Architecturally, it reduces deployment costs by optimizing the architecture and increasing the reuse of security infrastructure resources. Specifically, SDSmp proposes an automated control architecture for fragmented security requirements and security scenarios, realizes real-time scheduling and automatic control of security middle platform (Smp) resources, and makes the security infrastructure physically and geographically independent through network functions virtualization (NFV) and cloud computing technologies.
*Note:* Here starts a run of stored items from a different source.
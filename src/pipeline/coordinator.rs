//! Discovery coordinator.
//!
//! Pages through every partition's search surface, streams observed ids
//! into the queue page by page and, once the pass is complete, flags items
//! unseen for `missing_threshold` as missing candidates.
//!
//! ## Partition termination
//!
//! A partition ends at the first empty page, at a page that only repeats
//! ids already seen in this partition, after persistent page failures, or
//! at `max_pages`. Advertised totals are logged but never trusted.

use std::collections::HashSet;
use std::sync::Arc;
use std::time::Duration;

use chrono::Utc;
use futures::stream::{self, StreamExt};
use tokio::sync::watch;

use crate::error::Result;
use crate::models::{Config, CoordinatorConfig, ItemId, Partition, PassRecord, RetryPolicy};
use crate::pipeline::drop_guard::{DropGuard, DropGuardConfig};
use crate::pipeline::with_timeout;
use crate::queue::WorkQueue;
use crate::services::{SearchPage, SearchSource};
use crate::utils::log;

/// Settings of a discovery pass.
#[derive(Debug, Clone)]
pub struct CoordinatorSettings {
    pub partitions: Vec<Partition>,
    pub limits: CoordinatorConfig,
    pub retry: RetryPolicy,
    pub call_timeout: Duration,
}

impl CoordinatorSettings {
    pub fn from_config(config: &Config) -> Self {
        Self {
            partitions: config.partitions.clone(),
            limits: config.coordinator.clone(),
            retry: config.retry.clone(),
            call_timeout: config.http.timeout(),
        }
    }
}

/// Result of crawling one partition.
#[derive(Debug, Clone, Default)]
struct PartitionReport {
    pages: u32,
    ids: HashSet<ItemId>,
    queued: usize,
    failed: bool,
}

/// Summary of a discovery pass.
#[derive(Debug, Clone, Default, PartialEq, Eq)]
pub struct PassReport {
    /// Distinct ids observed across all partitions
    pub observed: usize,
    /// Ids newly added to pending
    pub queued: usize,
    pub failed_partitions: Vec<Partition>,
    /// Ids pushed to the missing channel
    pub missing: usize,
    /// Missing detection was skipped (drop guard or shutdown)
    pub missing_skipped: bool,
    pub interrupted: bool,
}

pub struct Coordinator {
    queue: Arc<dyn WorkQueue>,
    search: Arc<dyn SearchSource>,
    settings: CoordinatorSettings,
}

impl Coordinator {
    pub fn new(
        queue: Arc<dyn WorkQueue>,
        search: Arc<dyn SearchSource>,
        settings: CoordinatorSettings,
    ) -> Self {
        Self {
            queue,
            search,
            settings,
        }
    }

    /// Run one full discovery pass.
    ///
    /// `Err` only for queue transport errors; failed partitions are logged
    /// and reported.
    pub async fn run_pass(&self, run_id: &str, shutdown: watch::Receiver<bool>) -> Result<PassReport> {
        let limits = &self.settings.limits;
        ::log::info!(
            "[{run_id}] Discovery pass over {} partitions ({} at a time)",
            self.settings.partitions.len(),
            limits.max_concurrent_partitions
        );

        let mut partition_stream = stream::iter(self.settings.partitions.iter())
            .map(|partition| {
                let shutdown = shutdown.clone();
                async move {
                    let result = self.crawl_partition(run_id, partition, &shutdown).await;
                    (partition, result)
                }
            })
            .buffer_unordered(limits.max_concurrent_partitions.max(1));

        let mut report = PassReport::default();
        let mut observed: HashSet<ItemId> = HashSet::new();
        while let Some((partition, result)) = partition_stream.next().await {
            let partition_report = result?;
            ::log::info!(
                "[{run_id}] {partition}: {} ids over {} pages, {} queued",
                partition_report.ids.len(),
                partition_report.pages,
                partition_report.queued
            );
            if partition_report.failed {
                report.failed_partitions.push(partition.clone());
            }
            report.queued += partition_report.queued;
            observed.extend(partition_report.ids);
        }
        report.observed = observed.len();
        report.interrupted = *shutdown.borrow();

        if report.interrupted {
            ::log::warn!("[{run_id}] Pass interrupted, skipping missing detection");
            report.missing_skipped = true;
        } else {
            self.detect_missing(run_id, &mut report).await?;
        }

        let stats = self.queue.stats().await?;
        log::stats(&format!("{run_id} discovery pass"), &stats);
        Ok(report)
    }

    async fn detect_missing(&self, run_id: &str, report: &mut PassReport) -> Result<()> {
        let limits = &self.settings.limits;
        let guard = DropGuard::with_config(DropGuardConfig {
            max_drop_percent: limits.max_drop_percent,
            min_baseline: limits.min_baseline,
            confirm_passes: limits.confirm_passes,
        });
        let baseline = self.queue.last_pass().await?;

        if !guard.evaluate(run_id, report.observed, baseline.as_ref().map(|p| p.observed)) {
            report.missing_skipped = true;
            let Some(baseline) = baseline else {
                return Ok(());
            };
            if report.observed == 0 || !report.failed_partitions.is_empty() {
                ::log::info!("[{run_id}] Incomplete pass, not counted towards a new baseline");
                return Ok(());
            }

            let held_passes = guard.hold(&baseline, report.observed);
            if !guard.is_confirmed(held_passes) {
                ::log::info!(
                    "[{run_id}] Lower count held back ({held_passes}/{} consistent passes)",
                    limits.confirm_passes
                );
                self.queue
                    .record_pass(PassRecord {
                        held_passes,
                        held_observed: report.observed,
                        ..baseline
                    })
                    .await?;
                return Ok(());
            }

            ::log::warn!(
                "[{run_id}] {held_passes} consistent passes near {} ids, accepting as the new baseline (was {})",
                report.observed,
                baseline.observed
            );
            report.missing_skipped = false;
        }

        let stale = self.queue.find_stale(limits.missing_threshold()).await?;
        report.missing = self.queue.push_missing(&stale).await?;
        self.queue
            .record_pass(PassRecord::accepted(report.observed, Utc::now()))
            .await?;
        ::log::info!(
            "[{run_id}] {} stale items, {} flagged for verification",
            stale.len(),
            report.missing
        );
        Ok(())
    }

    async fn crawl_partition(
        &self,
        run_id: &str,
        partition: &Partition,
        shutdown: &watch::Receiver<bool>,
    ) -> Result<PartitionReport> {
        let max_pages = self.settings.limits.max_pages;
        let mut report = PartitionReport::default();

        for page in 1..=max_pages {
            if *shutdown.borrow() {
                break;
            }

            let search_page = match self.fetch_page(run_id, partition, page).await {
                Ok(search_page) => search_page,
                Err(e) => {
                    ::log::error!(
                        "[{run_id}] {partition}: page {page} failed after {} attempts, skipping partition: {e}",
                        self.settings.retry.page_retries + 1
                    );
                    report.failed = true;
                    break;
                }
            };

            if page == 1 && search_page.total == Some(0) {
                ::log::info!("[{run_id}] {partition}: source reports zero items");
            }
            if search_page.ids.is_empty() {
                break;
            }

            let fresh: Vec<ItemId> = search_page
                .ids
                .into_iter()
                .filter(|id| report.ids.insert(id.clone()))
                .collect();
            if fresh.is_empty() {
                ::log::debug!("[{run_id}] {partition}: page {page} repeats earlier ids, stopping");
                break;
            }

            report.queued += self.queue.enqueue_if_new(&fresh).await?;
            report.pages = page;

            if page == max_pages {
                ::log::warn!("[{run_id}] {partition}: stopped at the {max_pages}-page safety bound");
            }
        }

        Ok(report)
    }

    /// Fetch one page, retrying `page_retries` times with backoff.
    async fn fetch_page(&self, run_id: &str, partition: &Partition, page: u32) -> Result<SearchPage> {
        let retry = &self.settings.retry;
        let mut attempt = 1;
        loop {
            let result = with_timeout(
                self.settings.call_timeout,
                format!("search {partition} page {page}"),
                self.search.search_page(partition, page),
            )
            .await;

            match result {
                Ok(search_page) => return Ok(search_page),
                Err(e) if attempt > retry.page_retries => return Err(e),
                Err(e) => {
                    let delay = retry.backoff(attempt);
                    ::log::warn!(
                        "[{run_id}] {partition}: page {page} attempt {attempt} failed, retrying in {delay:?}: {e}"
                    );
                    tokio::time::sleep(delay).await;
                    attempt += 1;
                }
            }
        }
    }
}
Multi-Party Computation (MPC) ensures that the security application layer is data agnostic and protects user privacy from leakage, enabling the security infrastructure to achieve resource reuse by building Smp.

In terms of modeling, an SDSmp cost optimization model is established based on deep reinforcement learning (DRL) algorithms so that the intelligent scheduler in the control plane can learn how to rationally select Smp resources based on real-time experience. This reduces operational costs and achieves high quality of service satisfaction, low response time, and load balancing.

An experimental SDSmp environment is built for implementation. The proposed DRL-based algorithm for real-time cost optimization of MPC-SDSmp is compared with existing real-time job scheduling algorithms under different workload patterns. The experimental results show that the proposed method outperforms existing real-time methods regarding cost, average response time, quality of service (QoS) satisfaction, and load balancing.

(2) In related work please add the most recent studies in this area; ie. 2022. for example;

Abbasi R, Mateen A, Ali Abid M, Khan S. A Step toward Next-Generation Advancements in the Internet of Things Technologies. Sensors. 2022; 22(20):8072. https://doi.org/10.3390/s22208072

(2) We appreciate your suggestion and have included additional relevant references, including reference [6]:

[6] Amin, F.; Abbasi, R.; Mateen, A.; Ali Abid, M.; Khan, S. A step toward next-generation advancements in the internet of things technologies. Sensors 2022, 22, 8072.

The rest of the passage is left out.